The title isn’t lying folks. The Dem Party in Colorado is warning all voters to use absentee ballots in the upcoming November 7th election because it doesn’t trust the new electronic voting machines now certified to be used there:

The Colorado Democratic Party on Thursday urged all voters to cast absentee ballots for the November election to avoid potential fraud, after a key state official said in a deposition that he certified the computer voting equipment even though he has no college education in computer science and did little security testing.

Much more below the fold . . .
Not only that, but it seems both candidates for Secretary of State in Colorado have seen fit to make the validity of these machines an issue in their campaign:

State Sen. Ken Gordon, the Democratic candidate who currently is Democratic majority leader in the state Senate, called on Dennis to “immediately hire competent staff and perform an adequate and thorough testing, as the law requires.”

Mike Coffman, currently Republican state treasurer, said his first act if elected would be a full review of all voting systems in Colorado.

Why is this happening?

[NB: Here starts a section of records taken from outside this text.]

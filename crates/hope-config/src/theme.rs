//! Theme options and the resolved per-locale theme configuration.
//!
//! [`ThemeOptions`] is what site authors write: one flat object whose
//! root-level keys apply to the `/` locale, plus a `locales` object with
//! per-locale overrides. [`ThemeConfig`] is the resolved shape the generator
//! reads, one [`LocaleConfig`] per locale path.
//!
//! # Resolution
//!
//! - Root-level options (everything except `locales`) form the `/` locale.
//! - Every `locales` entry is merged over the root options; locale keys win.
//! - A locale without `sidebar` inherits the root `sidebar`.

use std::collections::BTreeMap;

use serde::{Deserialize, Serialize};
use serde_json::{Map, Value};

use crate::ConfigError;
use crate::path::is_locale_path;
use crate::sidebar::SidebarOptions;

/// Key holding per-locale overrides.
const LOCALES_KEY: &str = "locales";

/// Root locale path.
pub const ROOT_LOCALE: &str = "/";

/// Theme options as written by site authors.
///
/// Kept as a JSON object: the theme accepts far more keys than this crate
/// interprets, and unknown keys must survive untouched.
#[derive(Clone, Debug, Default, PartialEq, Serialize, Deserialize)]
#[serde(transparent)]
pub struct ThemeOptions(Map<String, Value>);

impl ThemeOptions {
    /// Create empty options.
    #[must_use]
    pub fn new() -> Self {
        Self::default()
    }

    /// Get an option by key.
    #[must_use]
    pub fn get(&self, key: &str) -> Option<&Value> {
        self.0.get(key)
    }

    /// Set an option, returning the previous value.
    pub fn insert(&mut self, key: impl Into<String>, value: Value) -> Option<Value> {
        self.0.insert(key.into(), value)
    }

    /// Whether no options are set.
    #[must_use]
    pub fn is_empty(&self) -> bool {
        self.0.is_empty()
    }

    /// Borrow the underlying object.
    #[must_use]
    pub fn as_map(&self) -> &Map<String, Value> {
        &self.0
    }

    /// Consume into the underlying object.
    #[must_use]
    pub fn into_inner(self) -> Map<String, Value> {
        self.0
    }
}

impl From<Map<String, Value>> for ThemeOptions {
    fn from(map: Map<String, Value>) -> Self {
        Self(map)
    }
}

impl From<ThemeOptions> for Value {
    fn from(options: ThemeOptions) -> Self {
        Value::Object(options.0)
    }
}

/// Resolved settings of one locale.
#[derive(Clone, Debug, Default, PartialEq, Serialize, Deserialize)]
pub struct LocaleConfig {
    /// Sidebar configuration.
    #[serde(default)]
    pub sidebar: SidebarOptions,
    /// Remaining locale settings, passed through.
    #[serde(flatten)]
    pub settings: Map<String, Value>,
}

/// Resolved theme configuration: locale path → settings.
#[derive(Clone, Debug, Default, PartialEq, Serialize, Deserialize)]
pub struct ThemeConfig {
    /// Per-locale settings, keyed by locale path (`/`, `/zh/`).
    pub locales: BTreeMap<String, LocaleConfig>,
}

impl ThemeConfig {
    /// Create a configuration with a single root locale.
    #[must_use]
    pub fn with_root(locale: LocaleConfig) -> Self {
        let mut locales = BTreeMap::new();
        locales.insert(ROOT_LOCALE.to_owned(), locale);
        Self { locales }
    }

    /// Resolve theme options into per-locale configuration.
    ///
    /// # Errors
    ///
    /// Returns [`ConfigError::Validation`] if `locales` is not an object or a
    /// locale key is not of the form `/` or `/xx/`, and [`ConfigError::Json`]
    /// if a locale's settings do not parse.
    pub fn from_options(options: &ThemeOptions) -> Result<Self, ConfigError> {
        let mut root = options.as_map().clone();
        let overrides = match root.remove(LOCALES_KEY) {
            None => Map::new(),
            Some(Value::Object(map)) => map,
            Some(other) => {
                return Err(ConfigError::Validation(format!(
                    "{LOCALES_KEY} must be an object, got {other}"
                )));
            }
        };

        let mut merged = BTreeMap::new();
        merged.insert(ROOT_LOCALE.to_owned(), root.clone());

        for (locale_path, locale_options) in overrides {
            if !is_locale_path(&locale_path) {
                return Err(ConfigError::Validation(format!(
                    "locale path {locale_path:?} must start and end with '/'"
                )));
            }
            let Value::Object(locale_options) = locale_options else {
                return Err(ConfigError::Validation(format!(
                    "{LOCALES_KEY}.{locale_path} must be an object"
                )));
            };

            let mut locale = root.clone();
            locale.extend(locale_options);
            merged.insert(locale_path, locale);
        }

        let locales = merged
            .into_iter()
            .map(|(path, settings)| {
                let locale = serde_json::from_value(Value::Object(settings))?;
                Ok((path, locale))
            })
            .collect::<Result<_, ConfigError>>()?;

        Ok(Self { locales })
    }
}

Politicians from both parties claiming to be concerned about the reliability of elections conducted with electronic voting machines? Well, maybe it has something to do with a certain little lawsuit . . .

Voting on computer screens is so vulnerable to massive fraud that Colorado’s November election is “headed for a train wreck,” says an attorney who is seeking to have the equipment barred at trial next week.

An expert would need just 2 minutes to reprogram and distort votes on a Diebold, one of four brands of computerized voting systems attacked in the suit, says attorney Paul Hultin. His firm, Wheeler Trigg Kennedy, has taken on the case pro bono for a group of 13 citizens of various political stripes.

All I can say is thank you, whoever you brave 13 souls are. You are doing your state and our country a real service, and teaching us all a lesson in what people powered politics really means. And thank you attorney Paul Hultin. Finally, somone is taking action about the threat these voting machines pose to our democracy rather than just wringing their hands or trying to ignore the issue and hoping it will go away.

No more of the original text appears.